Try it: Every line of the data that contains the string "MemoryStoreError" must be copied.

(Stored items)
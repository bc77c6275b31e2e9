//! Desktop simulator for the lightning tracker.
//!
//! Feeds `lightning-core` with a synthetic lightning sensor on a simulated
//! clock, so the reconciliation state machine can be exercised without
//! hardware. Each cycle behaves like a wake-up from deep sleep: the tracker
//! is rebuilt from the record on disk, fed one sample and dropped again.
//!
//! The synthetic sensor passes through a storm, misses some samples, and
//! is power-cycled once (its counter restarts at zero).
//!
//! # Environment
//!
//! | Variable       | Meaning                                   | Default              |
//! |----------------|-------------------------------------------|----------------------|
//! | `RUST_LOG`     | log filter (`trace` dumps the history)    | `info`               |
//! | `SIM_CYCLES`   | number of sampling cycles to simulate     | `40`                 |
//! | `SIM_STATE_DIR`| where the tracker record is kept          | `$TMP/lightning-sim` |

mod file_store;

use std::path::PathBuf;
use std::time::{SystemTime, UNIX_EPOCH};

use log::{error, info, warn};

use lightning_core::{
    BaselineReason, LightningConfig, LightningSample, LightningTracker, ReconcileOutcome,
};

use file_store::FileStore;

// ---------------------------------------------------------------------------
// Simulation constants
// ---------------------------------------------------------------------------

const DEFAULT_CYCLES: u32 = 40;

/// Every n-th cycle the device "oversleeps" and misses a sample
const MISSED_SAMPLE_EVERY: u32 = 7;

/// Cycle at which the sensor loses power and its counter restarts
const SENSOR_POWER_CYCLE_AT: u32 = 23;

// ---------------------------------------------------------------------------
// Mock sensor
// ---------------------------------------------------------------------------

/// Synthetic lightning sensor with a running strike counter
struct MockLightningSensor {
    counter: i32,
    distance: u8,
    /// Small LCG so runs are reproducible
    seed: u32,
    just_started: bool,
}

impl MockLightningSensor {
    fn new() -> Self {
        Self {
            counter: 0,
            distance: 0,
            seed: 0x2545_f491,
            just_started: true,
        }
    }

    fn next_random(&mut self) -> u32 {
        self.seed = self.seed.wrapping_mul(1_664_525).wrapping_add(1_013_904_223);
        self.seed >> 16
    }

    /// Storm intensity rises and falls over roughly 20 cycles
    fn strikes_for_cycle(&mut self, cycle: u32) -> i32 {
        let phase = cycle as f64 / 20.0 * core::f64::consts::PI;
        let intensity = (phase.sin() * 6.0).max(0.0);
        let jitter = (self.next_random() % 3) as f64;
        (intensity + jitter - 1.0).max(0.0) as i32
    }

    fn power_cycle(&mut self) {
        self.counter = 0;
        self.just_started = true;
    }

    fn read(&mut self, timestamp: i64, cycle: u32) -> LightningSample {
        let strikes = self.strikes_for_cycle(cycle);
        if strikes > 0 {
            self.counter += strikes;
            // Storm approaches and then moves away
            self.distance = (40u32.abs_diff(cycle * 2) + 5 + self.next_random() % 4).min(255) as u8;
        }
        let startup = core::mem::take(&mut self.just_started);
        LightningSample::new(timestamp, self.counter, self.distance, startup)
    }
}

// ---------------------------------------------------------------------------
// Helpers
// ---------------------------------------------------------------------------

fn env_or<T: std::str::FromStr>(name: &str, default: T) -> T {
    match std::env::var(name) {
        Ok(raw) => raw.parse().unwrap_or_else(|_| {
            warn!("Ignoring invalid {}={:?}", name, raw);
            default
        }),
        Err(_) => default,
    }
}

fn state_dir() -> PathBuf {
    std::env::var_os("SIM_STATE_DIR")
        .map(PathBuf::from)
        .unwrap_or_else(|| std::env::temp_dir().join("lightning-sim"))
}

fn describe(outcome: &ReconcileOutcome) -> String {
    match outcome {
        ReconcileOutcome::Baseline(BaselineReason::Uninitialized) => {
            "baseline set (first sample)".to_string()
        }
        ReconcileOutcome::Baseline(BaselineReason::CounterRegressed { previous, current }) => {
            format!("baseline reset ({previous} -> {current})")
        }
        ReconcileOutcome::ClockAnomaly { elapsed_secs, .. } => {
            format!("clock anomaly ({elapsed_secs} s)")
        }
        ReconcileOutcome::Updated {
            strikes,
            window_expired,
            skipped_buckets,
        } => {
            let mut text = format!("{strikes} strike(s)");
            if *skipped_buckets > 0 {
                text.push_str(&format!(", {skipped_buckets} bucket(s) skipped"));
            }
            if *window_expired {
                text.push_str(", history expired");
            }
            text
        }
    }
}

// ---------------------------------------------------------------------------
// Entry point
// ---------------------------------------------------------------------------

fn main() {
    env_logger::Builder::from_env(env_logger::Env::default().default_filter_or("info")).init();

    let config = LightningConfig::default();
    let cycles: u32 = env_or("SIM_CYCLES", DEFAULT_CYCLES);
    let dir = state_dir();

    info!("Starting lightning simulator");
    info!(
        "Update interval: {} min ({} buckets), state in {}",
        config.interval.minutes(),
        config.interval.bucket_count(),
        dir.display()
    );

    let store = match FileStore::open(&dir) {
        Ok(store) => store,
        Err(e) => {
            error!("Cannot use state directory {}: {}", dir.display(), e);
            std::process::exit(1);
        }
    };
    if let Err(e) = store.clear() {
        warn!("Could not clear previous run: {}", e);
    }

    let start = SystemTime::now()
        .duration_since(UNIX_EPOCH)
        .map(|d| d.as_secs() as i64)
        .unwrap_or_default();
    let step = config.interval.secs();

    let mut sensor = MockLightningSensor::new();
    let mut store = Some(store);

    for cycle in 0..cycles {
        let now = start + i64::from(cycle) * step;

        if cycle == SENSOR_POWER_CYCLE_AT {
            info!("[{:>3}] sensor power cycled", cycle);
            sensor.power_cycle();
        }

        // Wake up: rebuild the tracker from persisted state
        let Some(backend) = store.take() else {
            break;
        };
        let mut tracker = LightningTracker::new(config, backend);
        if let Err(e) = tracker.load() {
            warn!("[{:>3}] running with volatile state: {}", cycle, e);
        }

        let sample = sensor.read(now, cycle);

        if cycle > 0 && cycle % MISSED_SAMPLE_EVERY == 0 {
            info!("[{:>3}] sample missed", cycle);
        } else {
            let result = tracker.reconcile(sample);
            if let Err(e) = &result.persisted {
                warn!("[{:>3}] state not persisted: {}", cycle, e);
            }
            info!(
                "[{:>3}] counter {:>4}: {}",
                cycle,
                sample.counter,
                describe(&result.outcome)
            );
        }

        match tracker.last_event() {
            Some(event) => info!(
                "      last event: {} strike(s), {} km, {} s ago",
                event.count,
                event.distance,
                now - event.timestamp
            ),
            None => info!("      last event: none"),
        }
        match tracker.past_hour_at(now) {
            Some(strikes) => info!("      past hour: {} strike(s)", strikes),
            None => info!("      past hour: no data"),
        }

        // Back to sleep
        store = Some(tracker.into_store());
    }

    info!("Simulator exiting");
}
* * *
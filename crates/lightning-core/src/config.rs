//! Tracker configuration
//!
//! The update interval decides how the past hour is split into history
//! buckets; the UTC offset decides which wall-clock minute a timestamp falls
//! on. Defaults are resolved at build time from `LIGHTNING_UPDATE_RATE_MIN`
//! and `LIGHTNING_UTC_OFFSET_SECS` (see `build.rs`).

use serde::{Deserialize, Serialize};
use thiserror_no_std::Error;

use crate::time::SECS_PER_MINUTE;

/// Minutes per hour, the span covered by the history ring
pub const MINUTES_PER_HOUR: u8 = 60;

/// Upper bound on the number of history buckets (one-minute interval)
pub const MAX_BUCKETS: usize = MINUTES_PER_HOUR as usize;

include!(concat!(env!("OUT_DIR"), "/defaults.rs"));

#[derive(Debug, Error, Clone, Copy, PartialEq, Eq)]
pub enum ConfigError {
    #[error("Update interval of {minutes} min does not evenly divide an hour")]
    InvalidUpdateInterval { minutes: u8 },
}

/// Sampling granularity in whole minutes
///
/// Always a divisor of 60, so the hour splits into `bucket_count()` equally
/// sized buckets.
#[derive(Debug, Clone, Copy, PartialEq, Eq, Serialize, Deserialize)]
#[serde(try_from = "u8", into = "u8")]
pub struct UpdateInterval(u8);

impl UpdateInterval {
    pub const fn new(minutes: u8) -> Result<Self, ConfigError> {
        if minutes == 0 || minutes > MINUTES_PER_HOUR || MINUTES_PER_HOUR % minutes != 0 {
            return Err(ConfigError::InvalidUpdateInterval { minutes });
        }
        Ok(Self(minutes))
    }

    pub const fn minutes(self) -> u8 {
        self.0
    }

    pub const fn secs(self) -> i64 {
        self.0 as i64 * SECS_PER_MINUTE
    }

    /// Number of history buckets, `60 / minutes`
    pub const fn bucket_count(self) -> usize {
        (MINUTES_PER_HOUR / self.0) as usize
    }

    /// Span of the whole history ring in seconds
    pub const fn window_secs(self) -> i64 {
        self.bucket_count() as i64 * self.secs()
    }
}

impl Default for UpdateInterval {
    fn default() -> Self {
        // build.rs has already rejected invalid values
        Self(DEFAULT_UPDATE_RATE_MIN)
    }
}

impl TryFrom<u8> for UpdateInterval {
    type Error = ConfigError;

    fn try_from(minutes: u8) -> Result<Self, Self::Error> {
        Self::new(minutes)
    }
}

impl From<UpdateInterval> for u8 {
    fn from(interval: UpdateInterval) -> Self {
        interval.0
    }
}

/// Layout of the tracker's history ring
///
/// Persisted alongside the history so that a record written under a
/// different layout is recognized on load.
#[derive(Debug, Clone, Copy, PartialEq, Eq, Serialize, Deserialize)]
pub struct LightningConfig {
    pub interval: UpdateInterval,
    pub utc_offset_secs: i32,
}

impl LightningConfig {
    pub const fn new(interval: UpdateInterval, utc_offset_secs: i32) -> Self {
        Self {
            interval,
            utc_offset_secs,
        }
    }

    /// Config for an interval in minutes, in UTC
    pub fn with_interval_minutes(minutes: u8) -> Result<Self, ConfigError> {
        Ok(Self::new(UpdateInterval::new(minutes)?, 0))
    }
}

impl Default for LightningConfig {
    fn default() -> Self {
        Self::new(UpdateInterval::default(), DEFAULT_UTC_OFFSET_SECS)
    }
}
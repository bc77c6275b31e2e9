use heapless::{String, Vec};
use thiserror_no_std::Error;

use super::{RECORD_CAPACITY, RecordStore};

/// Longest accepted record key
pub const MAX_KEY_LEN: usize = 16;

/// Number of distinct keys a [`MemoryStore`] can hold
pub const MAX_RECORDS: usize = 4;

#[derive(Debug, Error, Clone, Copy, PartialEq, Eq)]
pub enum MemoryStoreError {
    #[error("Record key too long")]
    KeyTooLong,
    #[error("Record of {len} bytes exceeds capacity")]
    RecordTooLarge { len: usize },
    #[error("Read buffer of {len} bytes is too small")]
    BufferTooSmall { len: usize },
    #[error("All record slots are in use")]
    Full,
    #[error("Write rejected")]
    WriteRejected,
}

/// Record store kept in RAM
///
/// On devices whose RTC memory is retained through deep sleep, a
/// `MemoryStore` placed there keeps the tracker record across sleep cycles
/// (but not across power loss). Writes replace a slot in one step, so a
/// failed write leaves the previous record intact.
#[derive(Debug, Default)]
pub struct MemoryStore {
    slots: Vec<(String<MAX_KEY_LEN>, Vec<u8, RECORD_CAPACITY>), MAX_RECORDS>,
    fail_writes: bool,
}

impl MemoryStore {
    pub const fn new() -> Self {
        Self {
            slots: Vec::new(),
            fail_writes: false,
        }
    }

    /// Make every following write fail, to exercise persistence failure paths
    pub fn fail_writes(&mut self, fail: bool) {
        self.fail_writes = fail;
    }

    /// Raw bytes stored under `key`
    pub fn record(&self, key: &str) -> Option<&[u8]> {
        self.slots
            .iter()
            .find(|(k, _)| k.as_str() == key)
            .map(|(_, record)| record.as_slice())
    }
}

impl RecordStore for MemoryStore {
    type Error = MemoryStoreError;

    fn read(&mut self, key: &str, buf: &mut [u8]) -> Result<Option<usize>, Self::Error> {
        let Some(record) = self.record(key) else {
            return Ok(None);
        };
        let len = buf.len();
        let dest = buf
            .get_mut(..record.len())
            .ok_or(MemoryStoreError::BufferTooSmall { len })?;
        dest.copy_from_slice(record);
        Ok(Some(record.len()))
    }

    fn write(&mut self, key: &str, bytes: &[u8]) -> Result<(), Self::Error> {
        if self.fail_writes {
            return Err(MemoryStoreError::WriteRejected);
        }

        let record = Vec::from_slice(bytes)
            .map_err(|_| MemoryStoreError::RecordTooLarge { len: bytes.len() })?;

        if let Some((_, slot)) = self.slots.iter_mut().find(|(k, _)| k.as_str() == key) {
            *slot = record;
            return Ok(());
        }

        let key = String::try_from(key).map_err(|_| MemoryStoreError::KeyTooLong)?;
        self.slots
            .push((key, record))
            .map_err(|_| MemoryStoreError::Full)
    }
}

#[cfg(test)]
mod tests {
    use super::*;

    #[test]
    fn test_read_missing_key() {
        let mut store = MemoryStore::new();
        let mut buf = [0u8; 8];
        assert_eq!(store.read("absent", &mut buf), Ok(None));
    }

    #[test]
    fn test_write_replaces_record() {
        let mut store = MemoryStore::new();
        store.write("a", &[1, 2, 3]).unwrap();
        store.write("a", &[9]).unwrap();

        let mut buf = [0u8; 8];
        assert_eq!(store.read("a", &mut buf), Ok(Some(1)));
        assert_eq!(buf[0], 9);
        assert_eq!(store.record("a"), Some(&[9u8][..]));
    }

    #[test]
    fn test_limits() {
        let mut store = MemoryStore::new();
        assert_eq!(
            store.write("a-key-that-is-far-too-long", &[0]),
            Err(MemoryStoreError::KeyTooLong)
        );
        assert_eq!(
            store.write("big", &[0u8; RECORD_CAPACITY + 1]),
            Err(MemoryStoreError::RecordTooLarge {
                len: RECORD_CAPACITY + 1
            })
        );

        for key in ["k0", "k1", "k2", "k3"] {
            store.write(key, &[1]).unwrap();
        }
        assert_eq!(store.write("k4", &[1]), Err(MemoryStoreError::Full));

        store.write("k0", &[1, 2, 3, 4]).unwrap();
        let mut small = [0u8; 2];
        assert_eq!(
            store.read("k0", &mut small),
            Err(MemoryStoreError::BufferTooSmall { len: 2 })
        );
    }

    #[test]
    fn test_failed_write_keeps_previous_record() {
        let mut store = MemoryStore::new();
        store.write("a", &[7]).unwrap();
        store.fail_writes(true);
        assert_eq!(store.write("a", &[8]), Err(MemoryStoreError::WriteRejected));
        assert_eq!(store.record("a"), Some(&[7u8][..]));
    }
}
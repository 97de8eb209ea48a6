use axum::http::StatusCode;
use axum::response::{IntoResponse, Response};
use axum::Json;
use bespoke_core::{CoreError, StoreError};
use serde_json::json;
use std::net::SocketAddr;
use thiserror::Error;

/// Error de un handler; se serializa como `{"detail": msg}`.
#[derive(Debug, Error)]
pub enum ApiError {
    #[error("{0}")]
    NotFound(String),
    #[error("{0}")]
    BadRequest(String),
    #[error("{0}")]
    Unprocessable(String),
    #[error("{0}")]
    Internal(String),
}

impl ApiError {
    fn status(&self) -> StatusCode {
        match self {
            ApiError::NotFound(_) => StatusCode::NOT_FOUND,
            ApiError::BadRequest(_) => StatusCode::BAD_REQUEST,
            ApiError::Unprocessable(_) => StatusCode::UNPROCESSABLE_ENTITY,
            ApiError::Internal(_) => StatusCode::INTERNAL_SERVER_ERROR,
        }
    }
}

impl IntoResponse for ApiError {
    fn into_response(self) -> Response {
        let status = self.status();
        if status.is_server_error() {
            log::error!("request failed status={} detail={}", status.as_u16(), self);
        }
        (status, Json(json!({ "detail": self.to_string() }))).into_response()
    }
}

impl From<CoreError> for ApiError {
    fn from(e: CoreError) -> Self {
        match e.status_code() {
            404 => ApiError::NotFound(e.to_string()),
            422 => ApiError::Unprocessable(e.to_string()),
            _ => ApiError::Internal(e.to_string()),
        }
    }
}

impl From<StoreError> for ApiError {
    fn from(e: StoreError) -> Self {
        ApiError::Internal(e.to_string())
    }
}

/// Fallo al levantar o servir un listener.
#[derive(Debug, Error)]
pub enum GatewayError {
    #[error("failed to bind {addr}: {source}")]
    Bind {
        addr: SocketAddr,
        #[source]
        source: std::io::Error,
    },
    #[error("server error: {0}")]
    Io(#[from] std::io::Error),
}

Output of the exercise:
pub enum MemoryStoreError {
    type Error = MemoryStoreError;
            .ok_or(MemoryStoreError::BufferTooSmall { len })?;
            return Err(MemoryStoreError::WriteRejected);
            .map_err(|_| MemoryStoreError::RecordTooLarge { len: bytes.len() })?;
        let key = String::try_from(key).map_err(|_| MemoryStoreError::KeyTooLong)?;
            .map_err(|_| MemoryStoreError::Full)
            Err(MemoryStoreError::KeyTooLong)
            Err(MemoryStoreError::RecordTooLarge {
        assert_eq!(store.write("k4", &[1]), Err(MemoryStoreError::Full));
            Err(MemoryStoreError::BufferTooSmall { len: 2 })
        assert_eq!(store.write("a", &[8]), Err(MemoryStoreError::WriteRejected));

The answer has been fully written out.